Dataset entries
◇ ◇ ◇ ◇ ◇
//! Batch frames.
//!
//! A [`BetBatch`] is an ordered group of records sent as one frame. The
//! header carries the continuation marker and the byte length of the
//! concatenated records; see [`wire_format`](super::wire_format).
//!
//! # Example
//!
//! ```
//! use bet_client::codec::BetRecord;
//! use bet_client::protocol::{decode_batch_frame, BetBatch, ProtocolRevision};
//!
//! let bet = BetRecord::new("1", "Ana", "Diaz", "30111222", "1990-01-01", "42");
//! let batch = BetBatch::new(vec![bet.clone()], true);
//! let frame = batch.encode(ProtocolRevision::V3).unwrap();
//!
//! let (is_final, records) = decode_batch_frame(&frame, ProtocolRevision::V3).unwrap();
//! assert!(is_final);
//! assert_eq!(records, vec![bet]);
//! ```

use bytes::{Bytes, BytesMut};

use super::wire_format::{BatchHeader, ProtocolRevision};
use crate::codec::BetRecord;
use crate::error::{ClientError, Result};

/// An ordered group of bets plus the final-batch flag.
#[derive(Debug, Clone, PartialEq, Eq)]
pub struct BetBatch {
    records: Vec<BetRecord>,
    is_final: bool,
}

impl BetBatch {
    pub fn new(records: Vec<BetRecord>, is_final: bool) -> Self {
        Self { records, is_final }
    }

    #[inline]
    pub fn records(&self) -> &[BetRecord] {
        &self.records
    }

    pub fn into_records(self) -> Vec<BetRecord> {
        self.records
    }

    /// Number of bets in the batch.
    #[inline]
    pub fn len(&self) -> usize {
        self.records.len()
    }

    #[inline]
    pub fn is_empty(&self) -> bool {
        self.records.is_empty()
    }

    /// Last batch of the session.
    #[inline]
    pub fn is_final(&self) -> bool {
        self.is_final
    }

    /// Byte length of the concatenated records.
    pub fn payload_len(&self) -> usize {
        payload_len(&self.records)
    }

    /// Full frame size (header + records) under `revision`.
    pub fn frame_len(&self, revision: ProtocolRevision) -> usize {
        frame_len(&self.records, revision)
    }

    /// Encode the batch as a complete frame.
    ///
    /// # Errors
    ///
    /// Fails with a validation error if a field or the payload does not fit
    /// its length prefix. No partial frame is returned.
    pub fn encode(&self, revision: ProtocolRevision) -> Result<Bytes> {
        let payload_len = self.payload_len();
        let mut buf = BytesMut::with_capacity(revision.header_size() + payload_len);
        BatchHeader::new(self.is_final, payload_len as u64).encode_into(&mut buf, revision)?;
        for record in &self.records {
            record.encode_into(&mut buf)?;
        }
        Ok(buf.freeze())
    }
}

/// Byte length of `records` once concatenated.
pub fn payload_len(records: &[BetRecord]) -> usize {
    records.iter().map(BetRecord::encoded_len).sum()
}

/// Frame size for `records` under `revision`.
pub fn frame_len(records: &[BetRecord], revision: ProtocolRevision) -> usize {
    revision.header_size() + payload_len(records)
}

/// Decode a complete batch frame into its final flag and records.
///
/// The frame must hold exactly one batch: the header's length has to match
/// the bytes that follow it, and the records have to consume them exactly.
pub fn decode_batch_frame(
    frame: &[u8],
    revision: ProtocolRevision,
) -> Result<(bool, Vec<BetRecord>)> {
    let header = BatchHeader::decode(frame, revision)?.ok_or_else(|| {
        ClientError::Format(format!("batch frame of {} bytes has no header", frame.len()))
    })?;
    let payload = &frame[revision.header_size()..];
    if payload.len() as u64 != header.payload_length {
        return Err(ClientError::Format(format!(
            "batch header claims {} bytes but frame carries {}",
            header.payload_length,
            payload.len()
        )));
    }

    let mut cursor = payload;
    let mut records = Vec::new();
    while !cursor.is_empty() {
        records.push(BetRecord::decode(&mut cursor)?);
    }
    Ok((header.is_final, records))
}
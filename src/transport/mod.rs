//! Transport module - framed byte stream to the collector.
//!
//! Provides whole-frame send/receive over any tokio stream and TCP dialing.

mod framed;

pub use framed::{connect, FramedStream};
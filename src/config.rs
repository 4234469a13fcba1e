//! Client configuration.
//!
//! Values are layered: YAML file, then `CLI_*` environment variables, then
//! command line flags (applied by the binary). Every key except `id` has a
//! default.
//!
//! ```yaml
//! id: "1"
//! server:
//!   address: "server:12345"
//! loop:
//!   period: "5s"
//! batch:
//!   maxAmount: 100
//!   maxFrameBytes: 8192
//! protocol:
//!   revision: v3
//!   strictReplies: false
//! log:
//!   level: info
//! data:
//!   path: /agency.csv
//! ```

use std::path::{Path, PathBuf};
use std::time::Duration;

use serde::Deserialize;

use crate::batcher::{BatchLimits, DEFAULT_BATCH_CEILING, DEFAULT_MAX_FRAME_BYTES};
use crate::error::{ClientError, Result};
use crate::protocol::ProtocolRevision;

/// Default collector address.
pub const DEFAULT_SERVER_ADDRESS: &str = "server:12345";

/// Default pause between batches.
pub const DEFAULT_LOOP_PERIOD: Duration = Duration::from_secs(5);

/// Default agency CSV location.
pub const DEFAULT_DATA_PATH: &str = "/agency.csv";

/// Default log level.
pub const DEFAULT_LOG_LEVEL: &str = "info";

/// Prefix of the environment overrides.
pub const ENV_PREFIX: &str = "CLI_";

/// Resolved client configuration.
#[derive(Debug, Clone, PartialEq, Eq)]
pub struct ClientConfig {
    /// Agency identifier, also sent after the final batch.
    pub id: String,
    /// Collector `host:port`.
    pub server_address: String,
    /// Pause between batches.
    pub loop_period: Duration,
    /// Maximum records per batch.
    pub batch_max_amount: usize,
    /// Maximum batch frame size in bytes.
    pub max_frame_bytes: usize,
    /// Batch header layout.
    pub protocol_revision: ProtocolRevision,
    /// Abort on replies that are neither ack nor error.
    pub strict_replies: bool,
    /// `tracing` filter directive.
    pub log_level: String,
    /// Agency CSV file.
    pub data_path: PathBuf,
}

impl ClientConfig {
    /// Configuration with defaults for everything but the id.
    pub fn new(id: impl Into<String>) -> Self {
        Self {
            id: id.into(),
            server_address: DEFAULT_SERVER_ADDRESS.to_string(),
            loop_period: DEFAULT_LOOP_PERIOD,
            batch_max_amount: DEFAULT_BATCH_CEILING,
            max_frame_bytes: DEFAULT_MAX_FRAME_BYTES,
            protocol_revision: ProtocolRevision::default(),
            strict_replies: false,
            log_level: DEFAULT_LOG_LEVEL.to_string(),
            data_path: PathBuf::from(DEFAULT_DATA_PATH),
        }
    }

    /// Load from an optional YAML file and the process environment, then
    /// validate.
    pub fn load(path: Option<&Path>) -> Result<Self> {
        let config = Self::read(path)?;
        config.validate()?;
        Ok(config)
    }

    /// Layer an optional YAML file and the process environment without
    /// validating, so further overrides can still fill in missing values.
    pub fn read(path: Option<&Path>) -> Result<Self> {
        let file = match path {
            Some(path) => {
                let text = std::fs::read_to_string(path).map_err(|e| {
                    ClientError::Config(format!("cannot read {}: {e}", path.display()))
                })?;
                serde_yaml_ng::from_str(&text)?
            }
            None => FileConfig::default(),
        };
        Self::resolve(file, |key| std::env::var(key).ok())
    }

    /// Parse a YAML document, applying environment overrides from `env`.
    pub fn from_yaml_str<F>(yaml: &str, env: F) -> Result<Self>
    where
        F: Fn(&str) -> Option<String>,
    {
        let file: FileConfig = serde_yaml_ng::from_str(yaml)?;
        let config = Self::resolve(file, env)?;
        config.validate()?;
        Ok(config)
    }

    fn resolve<F>(file: FileConfig, env: F) -> Result<Self>
    where
        F: Fn(&str) -> Option<String>,
    {
        let var = |name: &str| env(&format!("{ENV_PREFIX}{name}"));
        let mut config = Self::new(file.id.unwrap_or_default());

        if let Some(address) = file.server.address {
            config.server_address = address;
        }
        if let Some(period) = file.r#loop.period {
            config.loop_period = parse_duration(&period)?;
        }
        if let Some(amount) = file.batch.max_amount {
            config.batch_max_amount = amount;
        }
        if let Some(bytes) = file.batch.max_frame_bytes {
            config.max_frame_bytes = bytes;
        }
        if let Some(revision) = file.protocol.revision {
            config.protocol_revision = revision;
        }
        if let Some(strict) = file.protocol.strict_replies {
            config.strict_replies = strict;
        }
        if let Some(level) = file.log.level {
            config.log_level = level;
        }
        if let Some(path) = file.data.path {
            config.data_path = path;
        }

        if let Some(id) = var("ID") {
            config.id = id;
        }
        if let Some(address) = var("SERVER_ADDRESS") {
            config.server_address = address;
        }
        if let Some(period) = var("LOOP_PERIOD") {
            config.loop_period = parse_duration(&period)?;
        }
        if let Some(amount) = var("BATCH_MAXAMOUNT") {
            config.batch_max_amount = parse_number("BATCH_MAXAMOUNT", &amount)?;
        }
        if let Some(bytes) = var("BATCH_MAXFRAMEBYTES") {
            config.max_frame_bytes = parse_number("BATCH_MAXFRAMEBYTES", &bytes)?;
        }
        if let Some(revision) = var("PROTOCOL_REVISION") {
            config.protocol_revision = revision.parse()?;
        }
        if let Some(strict) = var("PROTOCOL_STRICTREPLIES") {
            config.strict_replies = parse_bool("PROTOCOL_STRICTREPLIES", &strict)?;
        }
        if let Some(level) = var("LOG_LEVEL") {
            config.log_level = level;
        }
        if let Some(path) = var("DATA_PATH") {
            config.data_path = PathBuf::from(path);
        }

        Ok(config)
    }

    /// Check the invariants the session relies on.
    pub fn validate(&self) -> Result<()> {
        if self.id.trim().is_empty() {
            return Err(ClientError::Config("client id is required".to_string()));
        }
        if self.server_address.is_empty() {
            return Err(ClientError::Config("server address is required".to_string()));
        }
        if self.batch_max_amount == 0 {
            return Err(ClientError::Config(
                "batch.maxAmount must be at least 1".to_string(),
            ));
        }
        let header = self.protocol_revision.header_size();
        if self.max_frame_bytes <= header {
            return Err(ClientError::Config(format!(
                "batch.maxFrameBytes must exceed the {header} byte batch header"
            )));
        }
        Ok(())
    }

    /// Batch limits derived from this configuration.
    pub fn batch_limits(&self) -> BatchLimits {
        BatchLimits {
            ceiling: self.batch_max_amount,
            max_frame_bytes: self.max_frame_bytes,
            revision: self.protocol_revision,
        }
    }
}

/// On-disk layout. Every section is optional.
#[derive(Debug, Default, Deserialize)]
#[serde(default)]
struct FileConfig {
    id: Option<String>,
    server: ServerSection,
    r#loop: LoopSection,
    batch: BatchSection,
    protocol: ProtocolSection,
    log: LogSection,
    data: DataSection,
}

#[derive(Debug, Default, Deserialize)]
#[serde(default)]
struct ServerSection {
    address: Option<String>,
}

#[derive(Debug, Default, Deserialize)]
#[serde(default)]
struct LoopSection {
    period: Option<String>,
}

#[derive(Debug, Default, Deserialize)]
#[serde(default, rename_all = "camelCase")]
struct BatchSection {
    max_amount: Option<usize>,
    max_frame_bytes: Option<usize>,
}

#[derive(Debug, Default, Deserialize)]
#[serde(default, rename_all = "camelCase")]
struct ProtocolSection {
    revision: Option<ProtocolRevision>,
    strict_replies: Option<bool>,
}

#[derive(Debug, Default, Deserialize)]
#[serde(default)]
struct LogSection {
    level: Option<String>,
}

#[derive(Debug, Default, Deserialize)]
#[serde(default)]
struct DataSection {
    path: Option<PathBuf>,
}

/// Parse durations such as `500ms`, `5s`, `2m` or `1h`.
pub fn parse_duration(text: &str) -> Result<Duration> {
    let text = text.trim();
    let split = text
        .find(|c: char| !c.is_ascii_digit())
        .unwrap_or(text.len());
    let (digits, unit) = text.split_at(split);
    let value: u64 = digits
        .parse()
        .map_err(|_| ClientError::Config(format!("invalid duration: {text:?}")))?;
    match unit {
        "ms" => Ok(Duration::from_millis(value)),
        "s" => Ok(Duration::from_secs(value)),
        "m" => Ok(Duration::from_secs(value * 60)),
        "h" => Ok(Duration::from_secs(value * 3600)),
        "" if value == 0 => Ok(Duration::ZERO),
        _ => Err(ClientError::Config(format!(
            "invalid duration unit in {text:?}, expected ms, s, m or h"
        ))),
    }
}

fn parse_number(key: &str, text: &str) -> Result<usize> {
    text.trim()
        .parse()
        .map_err(|_| ClientError::Config(format!("{ENV_PREFIX}{key} is not a number: {text:?}")))
}

fn parse_bool(key: &str, text: &str) -> Result<bool> {
    match text.trim().to_ascii_lowercase().as_str() {
        "true" | "1" | "yes" => Ok(true),
        "false" | "0" | "no" => Ok(false),
        _ => Err(ClientError::Config(format!(
            "{ENV_PREFIX}{key} is not a boolean: {text:?}"
        ))),
    }
}

#[cfg(test)]
mod tests {
    use super::*;
    use std::collections::HashMap;

    fn no_env(_: &str) -> Option<String> {
        None
    }

    #[test]
    fn test_full_yaml() {
        let yaml = r#"
id: "3"
server:
  address: "collector:9000"
loop:
  period: "250ms"
batch:
  maxAmount: 40
  maxFrameBytes: 4096
protocol:
  revision: v1
  strictReplies: true
log:
  level: debug
data:
  path: /data/agency-3.csv
"#;
        let config = ClientConfig::from_yaml_str(yaml, no_env).unwrap();
        assert_eq!(config.id, "3");
        assert_eq!(config.server_address, "collector:9000");
        assert_eq!(config.loop_period, Duration::from_millis(250));
        assert_eq!(config.batch_max_amount, 40);
        assert_eq!(config.max_frame_bytes, 4096);
        assert_eq!(config.protocol_revision, ProtocolRevision::V1);
        assert!(config.strict_replies);
        assert_eq!(config.log_level, "debug");
        assert_eq!(config.data_path, PathBuf::from("/data/agency-3.csv"));
    }

    #[test]
    fn test_defaults() {
        let config = ClientConfig::from_yaml_str("id: \"1\"", no_env).unwrap();
        assert_eq!(config, ClientConfig::new("1"));
        assert_eq!(config.batch_limits(), BatchLimits::default());
    }

    #[test]
    fn test_env_overrides_file() {
        let env: HashMap<&str, &str> = [
            ("CLI_ID", "9"),
            ("CLI_LOOP_PERIOD", "1s"),
            ("CLI_BATCH_MAXAMOUNT", "7"),
            ("CLI_PROTOCOL_REVISION", "v2"),
            ("CLI_PROTOCOL_STRICTREPLIES", "yes"),
        ]
        .into_iter()
        .collect();
        let yaml = "id: \"1\"\nbatch:\n  maxAmount: 50\n";

        let config =
            ClientConfig::from_yaml_str(yaml, |k| env.get(k).map(|v| v.to_string())).unwrap();

        assert_eq!(config.id, "9");
        assert_eq!(config.loop_period, Duration::from_secs(1));
        assert_eq!(config.batch_max_amount, 7);
        assert_eq!(config.protocol_revision, ProtocolRevision::V2);
        assert!(config.strict_replies);
    }

    #[test]
    fn test_missing_id_rejected() {
        let err = ClientConfig::from_yaml_str("server:\n  address: a:1\n", no_env).unwrap_err();
        assert!(err.to_string().contains("client id is required"));
    }

    #[test]
    fn test_zero_batch_amount_rejected() {
        let yaml = "id: \"1\"\nbatch:\n  maxAmount: 0\n";
        assert!(ClientConfig::from_yaml_str(yaml, no_env).is_err());
    }

    #[test]
    fn test_frame_limit_must_exceed_header() {
        let yaml = "id: \"1\"\nbatch:\n  maxFrameBytes: 9\n";
        let err = ClientConfig::from_yaml_str(yaml, no_env).unwrap_err();
        assert!(err.to_string().contains("9 byte batch header"));
    }

    #[test]
    fn test_bad_env_number() {
        let err = ClientConfig::from_yaml_str("id: \"1\"", |k| {
            (k == "CLI_BATCH_MAXAMOUNT").then(|| "many".to_string())
        })
        .unwrap_err();
        assert!(matches!(err, ClientError::Config(_)));
    }

    #[test]
    fn test_malformed_yaml() {
        let err = ClientConfig::from_yaml_str("batch: [1, 2", no_env).unwrap_err();
        assert!(matches!(err, ClientError::Config(_)));
    }

    #[test]
    fn test_parse_duration() {
        assert_eq!(parse_duration("5s").unwrap(), Duration::from_secs(5));
        assert_eq!(parse_duration("150ms").unwrap(), Duration::from_millis(150));
        assert_eq!(parse_duration("2m").unwrap(), Duration::from_secs(120));
        assert_eq!(parse_duration("1h").unwrap(), Duration::from_secs(3600));
        assert_eq!(parse_duration("0").unwrap(), Duration::ZERO);
        assert!(parse_duration("5").is_err());
        assert!(parse_duration("s").is_err());
        assert!(parse_duration("5 days").is_err());
    }

    #[test]
    fn test_load_without_file_uses_environment() {
        // CLI_ID is not set in the test environment, so validation fails.
        if std::env::var("CLI_ID").is_err() {
            assert!(ClientConfig::load(None).is_err());
        }
    }
}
◇ ◇ ◇ ◇ ◇
When you find a line in the records that contains the word "BatchHeader", copy it.

use super::wire_format::{BatchHeader, ProtocolRevision};
        BatchHeader::new(self.is_final, payload_len as u64).encode_into(&mut buf, revision)?;
    let header = BatchHeader::decode(frame, revision)?.ok_or_else(|| {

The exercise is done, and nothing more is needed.